> [Task prompt]
Your answer is the lines below, exactly, from the one that contains "state = self.step(system, (i" through the one that contains "assert!((solution.final_state()[0] - expected).abs()", both included.

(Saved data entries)
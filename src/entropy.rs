use std::collections::HashMap;

use serde::{Deserialize, Serialize};

use crate::dynamical_systems::State;
use crate::error::{ChaosError, ChaosResult};
use crate::lyapunov::LyapunovSpectrum;

/// Empirical ratio between topological and Kolmogorov-Sinai entropy used by
/// the Lyapunov estimate. `h_top >= h_KS` holds; the factor is not a bound.
pub const KS_TO_TOPOLOGICAL_FACTOR: f64 = 1.5;

#[derive(Debug, Clone, Copy, PartialEq, Eq, Serialize, Deserialize)]
pub enum EntropyMethod {
    BoxCounting,
    CorrelationSum,
}

#[derive(Debug, Clone, Copy, PartialEq, Serialize, Deserialize)]
pub struct EntropyConfig {
    pub epsilon: f64,
    /// Leading orbit points analysed. `None` uses the whole orbit.
    pub max_points: Option<usize>,
    pub method: EntropyMethod,
}

impl Default for EntropyConfig {
    fn default() -> Self {
        Self {
            epsilon: 0.1,
            max_points: None,
            method: EntropyMethod::BoxCounting,
        }
    }
}

impl EntropyConfig {
    pub fn validate(&self) -> ChaosResult<()> {
        if !(self.epsilon.is_finite() && self.epsilon > 0.0) {
            return Err(ChaosError::invalid("epsilon must be positive"));
        }
        if self.max_points == Some(0) {
            return Err(ChaosError::invalid("max_points must be at least 1"));
        }
        Ok(())
    }
}

#[derive(Debug, Clone, PartialEq, Serialize, Deserialize)]
pub struct BoxCountingEntropy {
    /// `ln N / ln(total_volume / cell_volume)`.
    pub entropy: f64,
    pub shannon_entropy: f64,
    pub occupied_boxes: usize,
    pub total_boxes: u64,
    /// Occupied fraction of the boxes covering the bounding box.
    pub complexity: f64,
    pub epsilon: f64,
    pub dimension: usize,
}

#[derive(Debug, Clone, PartialEq, Serialize, Deserialize)]
pub struct CorrelationEntropy {
    /// `ln C / ln pair_count`.
    pub entropy: f64,
    /// Ordered pairs closer than `epsilon`, at least 1.
    pub correlation_sum: u64,
    pub correlation_dimension: f64,
    pub pair_count: u64,
    pub epsilon: f64,
}

#[derive(Debug, Clone, PartialEq, Serialize, Deserialize)]
pub enum EntropyReport {
    BoxCounting(BoxCountingEntropy),
    CorrelationSum(CorrelationEntropy),
}

impl EntropyReport {
    pub fn entropy(&self) -> f64 {
        match self {
            EntropyReport::BoxCounting(r) => r.entropy,
            EntropyReport::CorrelationSum(r) => r.entropy,
        }
    }
}

fn check_points(points: &[State]) -> ChaosResult<usize> {
    let first = points
        .first()
        .ok_or_else(|| ChaosError::invalid("entropy needs at least one orbit point"))?;
    let dim = first.len();
    for p in points {
        crate::dynamical_systems::ensure_dimension(dim, p.len())?;
    }
    Ok(dim)
}

/// Topological entropy estimate of a sampled orbit.
pub fn topological_entropy(points: &[State], config: &EntropyConfig) -> ChaosResult<EntropyReport> {
    config.validate()?;
    let points = match config.max_points {
        Some(n) if n < points.len() => &points[..n],
        _ => points,
    };
    match config.method {
        EntropyMethod::BoxCounting => box_counting_entropy(points, config.epsilon).map(EntropyReport::BoxCounting),
        EntropyMethod::CorrelationSum => {
            correlation_sum_entropy(points, config.epsilon).map(EntropyReport::CorrelationSum)
        }
    }
}

/// Box-counting entropy at scale `epsilon`.
///
/// Boxes are anchored at the per-axis minimum of the points. The entropy is 0
/// when the bounding box is no larger than one box or a single box is
/// occupied.
pub fn box_counting_entropy(points: &[State], epsilon: f64) -> ChaosResult<BoxCountingEntropy> {
    if !(epsilon.is_finite() && epsilon > 0.0) {
        return Err(ChaosError::invalid("epsilon must be positive"));
    }
    let dim = check_points(points)?;

    let mut mins = vec![f64::INFINITY; dim];
    let mut maxs = vec![f64::NEG_INFINITY; dim];
    for p in points {
        for j in 0..dim {
            mins[j] = mins[j].min(p[j]);
            maxs[j] = maxs[j].max(p[j]);
        }
    }

    let boxes_per_axis: Vec<i64> = mins
        .iter()
        .zip(&maxs)
        .map(|(lo, hi)| (((hi - lo) / epsilon).ceil() as i64).max(1))
        .collect();

    let mut occupancy: HashMap<Vec<i64>, usize> = HashMap::new();
    for p in points {
        let key: Vec<i64> = (0..dim)
            .map(|j| (((p[j] - mins[j]) / epsilon).floor() as i64).clamp(0, boxes_per_axis[j] - 1))
            .collect();
        *occupancy.entry(key).or_insert(0) += 1;
    }

    let occupied = occupancy.len();
    let total_boxes = boxes_per_axis
        .iter()
        .fold(1u64, |acc, &n| acc.saturating_mul(n as u64));

    let total_volume: f64 = mins.iter().zip(&maxs).map(|(lo, hi)| hi - lo).product();
    let ratio = total_volume / epsilon.powi(dim as i32);
    let entropy = if ratio > 1.0 && occupied > 1 {
        (occupied as f64).ln() / ratio.ln()
    } else {
        0.0
    };

    let n = points.len() as f64;
    let shannon_entropy = -occupancy
        .values()
        .map(|&c| {
            let p = c as f64 / n;
            p * p.ln()
        })
        .sum::<f64>();

    Ok(BoxCountingEntropy {
        entropy,
        shannon_entropy: shannon_entropy.max(0.0),
        occupied_boxes: occupied,
        total_boxes,
        complexity: occupied as f64 / total_boxes as f64,
        epsilon,
        dimension: dim,
    })
}

/// Correlation-sum entropy at scale `epsilon`.
pub fn correlation_sum_entropy(points: &[State], epsilon: f64) -> ChaosResult<CorrelationEntropy> {
    if !(epsilon.is_finite() && epsilon > 0.0) {
        return Err(ChaosError::invalid("epsilon must be positive"));
    }
    check_points(points)?;
    let n = points.len();
    if n < 2 {
        return Err(ChaosError::invalid("correlation sum needs at least two points"));
    }

    let mut close_pairs = 0u64;
    for i in 0..n {
        for j in (i + 1)..n {
            if (&points[i] - &points[j]).norm() < epsilon {
                close_pairs += 1;
            }
        }
    }
    // Ordered pairs, both (i, j) and (j, i).
    let correlation_sum = (2 * close_pairs).max(1);
    let pair_count = (n as u64) * (n as u64 - 1) / 2;

    let ln_c = (correlation_sum as f64).ln();
    let entropy = if pair_count > 1 {
        ln_c / (pair_count as f64).ln()
    } else {
        0.0
    };
    let correlation_dimension = if epsilon == 1.0 { 0.0 } else { ln_c / epsilon.ln() };

    Ok(CorrelationEntropy {
        entropy,
        correlation_sum,
        correlation_dimension,
        pair_count,
        epsilon,
    })
}

#[derive(Debug, Clone, PartialEq, Serialize, Deserialize)]
pub struct LyapunovEntropy {
    /// Topological entropy estimate, `ks_entropy × factor`.
    pub entropy: f64,
    pub ks_entropy: f64,
    pub factor: f64,
    pub exponents: Vec<f64>,
    pub positive_exponents: usize,
}

/// Entropy estimate from a Lyapunov spectrum (Pesin's identity scaled by
/// `factor`, normally [`KS_TO_TOPOLOGICAL_FACTOR`]).
pub fn lyapunov_entropy(spectrum: &LyapunovSpectrum, factor: f64) -> ChaosResult<LyapunovEntropy> {
    if !(factor.is_finite() && factor > 0.0) {
        return Err(ChaosError::invalid("entropy factor must be positive"));
    }
    let ks_entropy = spectrum.ks_entropy();
    Ok(LyapunovEntropy {
        entropy: ks_entropy * factor,
        ks_entropy,
        factor,
        exponents: spectrum.exponents.clone(),
        positive_exponents: spectrum.exponents.iter().filter(|&&l| l > 0.0).count(),
    })
}
impl Rk4Integrator {
    pub fn new(dt: f64) -> ChaosResult<Self> {
        if !(dt.is_finite() && dt > 0.0) {
            return Err(ChaosError::invalid("time step must be positive"));
        }
        Ok(Self {
            dt,
            divergence_limit: 1e8,
        })
    }

    pub fn step(&self, system: &SystemDefinition, t: f64, state: &State) -> ChaosResult<State> {
        rk4_step(system, t, state, self.dt)
    }

    /// Integrate for `n_steps`, keeping every `sample_every`-th state.
    ///
    /// Stops early, without error, once the state leaves the divergence limit.
    pub fn integrate(
        &self,
        system: &SystemDefinition,
        initial: &State,
        n_steps: usize,
        sample_every: usize,
    ) -> ChaosResult<Vec<State>> {
        let sample_every = sample_every.max(1);
        let mut trajectory = Vec::with_capacity(n_steps / sample_every + 1);
        let mut state = initial.clone();
        trajectory.push(state.clone());

        for i in 1..=n_steps {
            state = self.step(system, (i - 1) as f64 * self.dt, &state)?;

            if i % sample_every == 0 {
                trajectory.push(state.clone());
            }

            if state.amax() > self.divergence_limit {
                debug!(step = i, "trajectory left the divergence limit");
                break;
            }
        }

        Ok(trajectory)
    }
}

#[cfg(test)]
mod tests {
    use super::*;
    use nalgebra::DVector;

    fn harmonic() -> SystemDefinition {
        SystemDefinition::flow(|_t, x: &State| DVector::from_vec(vec![x[1], -x[0]]))
    }

    #[test]
    fn test_exponential_decay_accuracy() {
        let decay = SystemDefinition::flow(|_t, x: &State| -x);
        let y0 = DVector::from_vec(vec![1.0, 2.0]);
        let solution = integrate(&decay, 0.0, &y0, 5.0, &IntegratorConfig::default()).unwrap();

        assert_eq!(solution.final_time(), 5.0);
        let expected = (-5.0f64).exp();
        assert!((solution.final_state()[0] - expected).abs() < 1e-8);
        assert!((solution.final_state()[1] - 2.0 * expected).abs() < 1e-8);
    }

    #[test]
    fn test_harmonic_oscillator_full_period() {
        let y0 = DVector::from_vec(vec![1.0, 0.0]);
        let period = 2.0 * std::f64::consts::PI;
        let solution = integrate(&harmonic(), 0.0, &y0, period, &IntegratorConfig::default()).unwrap();
        let closure = (solution.final_state() - &y0).norm();
        assert!(closure < 1e-7, "closure error {}", closure);
    }

    #[test]
    fn test_dense_output_between_steps() {
        let y0 = DVector::from_vec(vec![1.0, 0.0]);
        let solution = integrate(&harmonic(), 0.0, &y0, 3.0, &IntegratorConfig::default()).unwrap();
        for &t in &[0.123, 1.0, 2.345, 2.999] {
            let y = solution.evaluate(t);
            assert!((y[0] - t.cos()).abs() < 1e-6, "x({}) = {}", t, y[0]);
            assert!((y[1] + t.sin()).abs() < 1e-6, "v({}) = {}", t, y[1]);
        }

        let (times, states) = solution.resample(11);
        assert_eq!(times.len(), 11);
        assert_eq!(times[10], 3.0);
        assert!((states[5][0] - 1.5f64.cos()).abs() < 1e-6);
    }

    #[test]
    fn test_blow_up_is_an_integration_error() {
        // x' = x^2 from x0 = 1 blows up at t = 1.
        let blow_up = SystemDefinition::flow(|_t, x: &State| x.component_mul(x));
        let y0 = DVector::from_vec(vec![1.0]);
        let err = integrate(&blow_up, 0.0, &y0, 2.0, &IntegratorConfig::default()).unwrap_err();
        assert!(matches!(err, ChaosError::Integration { .. }), "got {:?}", err);
    }

    #[test]
    fn test_step_budget_exhaustion() {
        let config = IntegratorConfig {
            max_steps: 3,
            ..IntegratorConfig::default()
        };
        let y0 = DVector::from_vec(vec![1.0, 0.0]);
        let err = integrate(&harmonic(), 0.0, &y0, 100.0, &config).unwrap_err();
        assert!(err.to_string().contains("step budget"));
    }

    #[test]
    fn test_observer_can_stop_early() {
        let y0 = DVector::from_vec(vec![1.0, 0.0]);
        let mut seen = 0;
        let solution = integrate_with(&harmonic(), 0.0, &y0, 50.0, &IntegratorConfig::default(), |step| {
            seen += 1;
            if step.t1 > 1.0 {
                ControlFlow::Break(())
            } else {
                ControlFlow::Continue(())
            }
        })
        .unwrap();
        assert!(solution.final_time() > 1.0 && solution.final_time() < 50.0);
        assert_eq!(seen + 1, solution.len());
    }

    #[test]
    fn test_map_rejected_by_flow_solver() {
        let map = SystemDefinition::map(|x: &State| x.clone());
        let y0 = DVector::from_vec(vec![1.0]);
        assert!(integrate(&map, 0.0, &y0, 1.0, &IntegratorConfig::default()).is_err());
    }

    #[test]
    fn test_invalid_tolerances() {
        assert!(IntegratorConfig::new(0.0, 1e-10).is_err());
        assert!(IntegratorConfig::new(1e-6, -1.0).is_err());
        assert!(IntegratorConfig::new(1e-6, 1e-9).is_ok());
    }

    #[test]
    fn test_rk4_matches_exact_rotation() {
        let rk4 = Rk4Integrator::new(0.01).unwrap();
        let y0 = DVector::from_vec(vec![1.0, 0.0]);
        let trajectory = rk4.integrate(&harmonic(), &y0, 100, 10).unwrap();
        assert_eq!(trajectory.len(), 11);
        let last = &trajectory[10];
        assert!((last[0] - 1.0f64.cos()).abs() < 1e-9);
        assert!((last[1] + 1.0f64.sin()).abs() < 1e-9);
    }

    #[test]
    fn test_rk4_stops_at_divergence() {
        let growth = SystemDefinition::flow(|_t, x: &State| x * 50.0);
        let rk4 = Rk4Integrator::new(0.1).unwrap();
        let trajectory = rk4.integrate(&growth, &DVector::from_vec(vec![1.0]), 1000, 1).unwrap();
        assert!(trajectory.len() < 1001);
    }
}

> [Result]
            state = self.step(system, (i - 1) as f64 * self.dt, &state)?;

            if i % sample_every == 0 {
                trajectory.push(state.clone());
            }

            if state.amax() > self.divergence_limit {
                debug!(step = i, "trajectory left the divergence limit");
                break;
            }
        }

        Ok(trajectory)
    }
}

#[cfg(test)]
mod tests {
    use super::*;
    use nalgebra::DVector;

    fn harmonic() -> SystemDefinition {
        SystemDefinition::flow(|_t, x: &State| DVector::from_vec(vec![x[1], -x[0]]))
    }

    #[test]
    fn test_exponential_decay_accuracy() {
        let decay = SystemDefinition::flow(|_t, x: &State| -x);
        let y0 = DVector::from_vec(vec![1.0, 2.0]);
        let solution = integrate(&decay, 0.0, &y0, 5.0, &IntegratorConfig::default()).unwrap();

        assert_eq!(solution.final_time(), 5.0);
        let expected = (-5.0f64).exp();
        assert!((solution.final_state()[0] - expected).abs() < 1e-8);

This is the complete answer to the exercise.